## [What is required]
After finding the line containing "use super::*;" below, please output that line and each following one through the line containing "assert_eq!(view.selected().len(), 2);", exactly as written.

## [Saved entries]
-------------------------

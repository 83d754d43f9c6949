//! Ontology replace flows against a file-backed store

use clairvoyance_core::{Ontology, OntologyCounts, StorageError};
use clairvoyance_e2e_tests::harness::TestOntologyDb;
use clairvoyance_e2e_tests::mocks::{OntologyFactory, ShapeConfig};

fn counts(superclasses: i64, subclasses: i64, rules: i64) -> OntologyCounts {
    OntologyCounts {
        superclasses,
        subclasses,
        rules,
    }
}

#[test]
fn test_minimal_submission_replaces_any_prior_content() {
    let large = OntologyFactory::with_shape(&ShapeConfig {
        superclasses: 6,
        subclasses_per_superclass: 4,
        rules: 12,
        with_details: true,
    });
    let db = TestOntologyDb::seeded(&large);
    assert_eq!(db.counts(), counts(6, 24, 12));

    db.store.replace(&OntologyFactory::animals()).unwrap();

    assert_eq!(db.counts(), counts(1, 1, 1));
    let stored = db.store.load().unwrap();
    assert_eq!(stored.superclasses[0].name, "Animal");
    assert_eq!(stored.superclasses[0].subclasses[0].name, "Dog");
    assert_eq!(stored.rules, vec!["R1"]);
}

#[test]
fn test_load_returns_what_was_submitted() {
    let ontology = OntologyFactory::with_shape(&ShapeConfig {
        with_details: true,
        ..Default::default()
    });
    let db = TestOntologyDb::seeded(&ontology);

    let stored = db.store.load().unwrap();
    assert_eq!(OntologyFactory::strip_ids(&stored), ontology);
}

#[test]
fn test_ids_follow_positions() {
    let db = TestOntologyDb::seeded(&OntologyFactory::with_shape(&ShapeConfig::default()));
    let stored = db.store.load().unwrap();

    assert_eq!(stored.superclasses[0].id.as_deref(), Some("sc-0"));
    assert_eq!(stored.superclasses[2].id.as_deref(), Some("sc-2"));
    assert_eq!(stored.superclasses[1].subclasses[1].id.as_deref(), Some("sub-1-1"));
}

#[test]
fn test_ontology_survives_reopen() {
    let mut db = TestOntologyDb::seeded(&OntologyFactory::animals());
    assert!(db.path().exists());

    db.reopen();

    assert_eq!(db.counts(), counts(1, 1, 1));
    assert!(db.store.last_replaced().unwrap().is_some());
    assert_eq!(db.store.schema_version().unwrap(), 2);
}

#[test]
fn test_rejected_replace_keeps_previous_ontology() {
    let db = TestOntologyDb::seeded(&OntologyFactory::animals());

    let mut broken = OntologyFactory::with_shape(&ShapeConfig::default());
    broken.superclasses[1].subclasses[0].name = String::new();

    let err = db.store.replace(&broken).unwrap_err();
    assert!(matches!(err, StorageError::Invalid(_)));
    assert_eq!(db.counts(), counts(1, 1, 1));
}

#[test]
fn test_empty_submission_clears_everything() {
    let db = TestOntologyDb::seeded(&OntologyFactory::with_shape(&ShapeConfig::default()));
    assert!(!db.is_empty());

    db.store.replace(&Ontology::default()).unwrap();

    assert!(db.is_empty());
    assert_eq!(db.store.load().unwrap(), Ontology::default());
}

#[test]
fn test_snapshot_restore_round_trip() {
    let original = OntologyFactory::with_shape(&ShapeConfig::default());
    let mut db = TestOntologyDb::seeded(&original);

    db.take_snapshot();
    db.store.replace(&OntologyFactory::animals()).unwrap();
    assert_eq!(db.counts(), counts(1, 1, 1));

    assert!(db.restore_snapshot());
    assert_eq!(OntologyFactory::strip_ids(&db.store.load().unwrap()), original);
    assert!(!db.restore_snapshot());
}
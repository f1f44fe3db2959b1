//! Card picker state: which cards are listed and which are selected.

use std::collections::BTreeSet;

use serde::{Deserialize, Serialize};

use crate::catalog::store::CardCatalog;
use crate::core::card::Card;
use crate::core::id::denormalize;
use crate::core::types::{CardId, Rarity};

/// Which cards the picker lists
#[derive(Debug, Clone, Copy, PartialEq, Eq, Default, Serialize, Deserialize)]
#[serde(rename_all = "snake_case")]
pub enum ViewFilter {
    #[default]
    ShowingAll,
    /// Only SR and SSR cards
    ShowingHighRarityOnly,
}

/// Picker state machine.
///
/// Selection is kept in internal numbering and survives filter changes;
/// cards hidden by the filter stay selected.
#[derive(Debug, Clone, Default)]
pub struct CardListView {
    filter: ViewFilter,
    selected: BTreeSet<CardId>,
}

impl CardListView {
    pub fn new() -> Self {
        Self::default()
    }

    pub fn filter(&self) -> ViewFilter {
        self.filter
    }

    pub fn toggle_filter(&mut self) {
        self.filter = match self.filter {
            ViewFilter::ShowingAll => ViewFilter::ShowingHighRarityOnly,
            ViewFilter::ShowingHighRarityOnly => ViewFilter::ShowingAll,
        };
    }

    fn shows(&self, card: &Card) -> bool {
        match self.filter {
            ViewFilter::ShowingAll => true,
            ViewFilter::ShowingHighRarityOnly => card.is_high_rarity(),
        }
    }

    /// Listed cards, newest (highest ID) first
    pub fn visible_cards<'a>(&self, catalog: &'a CardCatalog) -> Vec<&'a Card> {
        let mut cards: Vec<&Card> = catalog.cards.iter().filter(|c| self.shows(c)).collect();
        cards.sort_by(|a, b| b.id.cmp(&a.id));
        cards
    }

    /// Flip the selection of one card (internal ID)
    pub fn toggle(&mut self, id: CardId) {
        if !self.selected.remove(&id) {
            self.selected.insert(id);
        }
    }

    pub fn select(&mut self, id: CardId) {
        self.selected.insert(id);
    }

    pub fn is_selected(&self, id: CardId) -> bool {
        self.selected.contains(&id)
    }

    /// Select every visible SR card, or deselect them all if every one is
    /// already selected. Returns true if the cards ended up selected.
    pub fn toggle_all_sr(&mut self, catalog: &CardCatalog) -> bool {
        let srs: Vec<CardId> = catalog
            .by_rarity(Rarity::Sr)
            .filter(|c| self.shows(c))
            .map(|c| c.id)
            .collect();

        let all_selected = srs.iter().all(|id| self.selected.contains(id));
        for id in srs {
            if all_selected {
                self.selected.remove(&id);
            } else {
                self.selected.insert(id);
            }
        }
        !all_selected
    }

    pub fn clear(&mut self) {
        self.selected.clear();
    }

    pub fn selected(&self) -> &BTreeSet<CardId> {
        &self.selected
    }

    /// Selection in external numbering, joined with commas; ready to paste
    /// back as calculation input.
    pub fn selected_id_string(&self) -> String {
        self.selected
            .iter()
            .map(|&id| denormalize(id).to_string())
            .collect::<Vec<_>>()
            .join(",")
    }
}

#[cfg(test)]
mod tests {
    use super::*;

    fn catalog() -> CardCatalog {
        CardCatalog::from_csv("id,rarity,title\n1,4,A\n2,3,B\n3,1,C\n5,3,E\n400,4,Z\n").unwrap()
    }

    fn ids(cards: &[&Card]) -> Vec<u32> {
        cards.iter().map(|c| c.id.0).collect()
    }

    #[test]
    fn test_visible_cards_sorted_descending() {
        let view = CardListView::new();
        assert_eq!(ids(&view.visible_cards(&catalog())), vec![400, 5, 3, 2, 1]);
    }

    #[test]
    fn test_filter_transitions() {
        let catalog = catalog();
        let mut view = CardListView::new();
        assert_eq!(view.filter(), ViewFilter::ShowingAll);

        view.toggle_filter();
        assert_eq!(view.filter(), ViewFilter::ShowingHighRarityOnly);
        assert_eq!(ids(&view.visible_cards(&catalog)), vec![400, 5, 2, 1]);

        view.toggle_filter();
        assert_eq!(view.filter(), ViewFilter::ShowingAll);
    }

    #[test]
    fn test_selection_survives_filter_change() {
        let catalog = catalog();
        let mut view = CardListView::new();
        view.toggle(CardId(3));
        view.toggle_filter();
        assert!(view.is_selected(CardId(3)));
        assert!(!ids(&view.visible_cards(&catalog)).contains(&3));
        view.toggle_filter();
        assert!(view.is_selected(CardId(3)));
    }

    #[test]
    fn test_toggle_single() {
        let mut view = CardListView::new();
        view.toggle(CardId(2));
        assert!(view.is_selected(CardId(2)));
        view.toggle(CardId(2));
        assert!(!view.is_selected(CardId(2)));
    }

    #[test]
    fn test_toggle_all_sr() {
        let catalog = catalog();
        let mut view = CardListView::new();

        assert!(view.toggle_all_sr(&catalog));
        assert_eq!(view.selected().len(), 2);
        assert!(view.is_selected(CardId(2)) && view.is_selected(CardId(5)));

        assert!(!view.toggle_all_sr(&catalog));
        assert!(view.selected().is_empty());
    }

    #[test]
    fn test_toggle_all_sr_partial_selects_rest() {
        let catalog = catalog();
        let mut view = CardListView::new();
        view.toggle(CardId(2));
        assert!(view.toggle_all_sr(&catalog));
        assert!(view.is_selected(CardId(5)));
        assert!(view.is_selected(CardId(2)));
    }

    #[test]
    fn test_selected_id_string_uses_external_numbering() {
        let mut view = CardListView::new();
        view.select(CardId(400));
        view.select(CardId(1));
        view.select(CardId(2));
        assert_eq!(view.selected_id_string(), "1,2,381");

        view.clear();
        assert_eq!(view.selected_id_string(), "");
    }
}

-------------------------

## [Written solution]
    use super::*;

    fn catalog() -> CardCatalog {
        CardCatalog::from_csv("id,rarity,title\n1,4,A\n2,3,B\n3,1,C\n5,3,E\n400,4,Z\n").unwrap()
    }

    fn ids(cards: &[&Card]) -> Vec<u32> {
        cards.iter().map(|c| c.id.0).collect()
    }

    #[test]
    fn test_visible_cards_sorted_descending() {
        let view = CardListView::new();
        assert_eq!(ids(&view.visible_cards(&catalog())), vec![400, 5, 3, 2, 1]);
    }

    #[test]
    fn test_filter_transitions() {
        let catalog = catalog();
        let mut view = CardListView::new();
        assert_eq!(view.filter(), ViewFilter::ShowingAll);

        view.toggle_filter();
        assert_eq!(view.filter(), ViewFilter::ShowingHighRarityOnly);
        assert_eq!(ids(&view.visible_cards(&catalog)), vec![400, 5, 2, 1]);

        view.toggle_filter();
        assert_eq!(view.filter(), ViewFilter::ShowingAll);
    }

    #[test]
    fn test_selection_survives_filter_change() {
        let catalog = catalog();
        let mut view = CardListView::new();
        view.toggle(CardId(3));
        view.toggle_filter();
        assert!(view.is_selected(CardId(3)));
        assert!(!ids(&view.visible_cards(&catalog)).contains(&3));
        view.toggle_filter();
        assert!(view.is_selected(CardId(3)));
    }

    #[test]
    fn test_toggle_single() {
        let mut view = CardListView::new();
        view.toggle(CardId(2));
        assert!(view.is_selected(CardId(2)));
        view.toggle(CardId(2));
        assert!(!view.is_selected(CardId(2)));
    }

    #[test]
    fn test_toggle_all_sr() {
        let catalog = catalog();
        let mut view = CardListView::new();

        assert!(view.toggle_all_sr(&catalog));
        assert_eq!(view.selected().len(), 2);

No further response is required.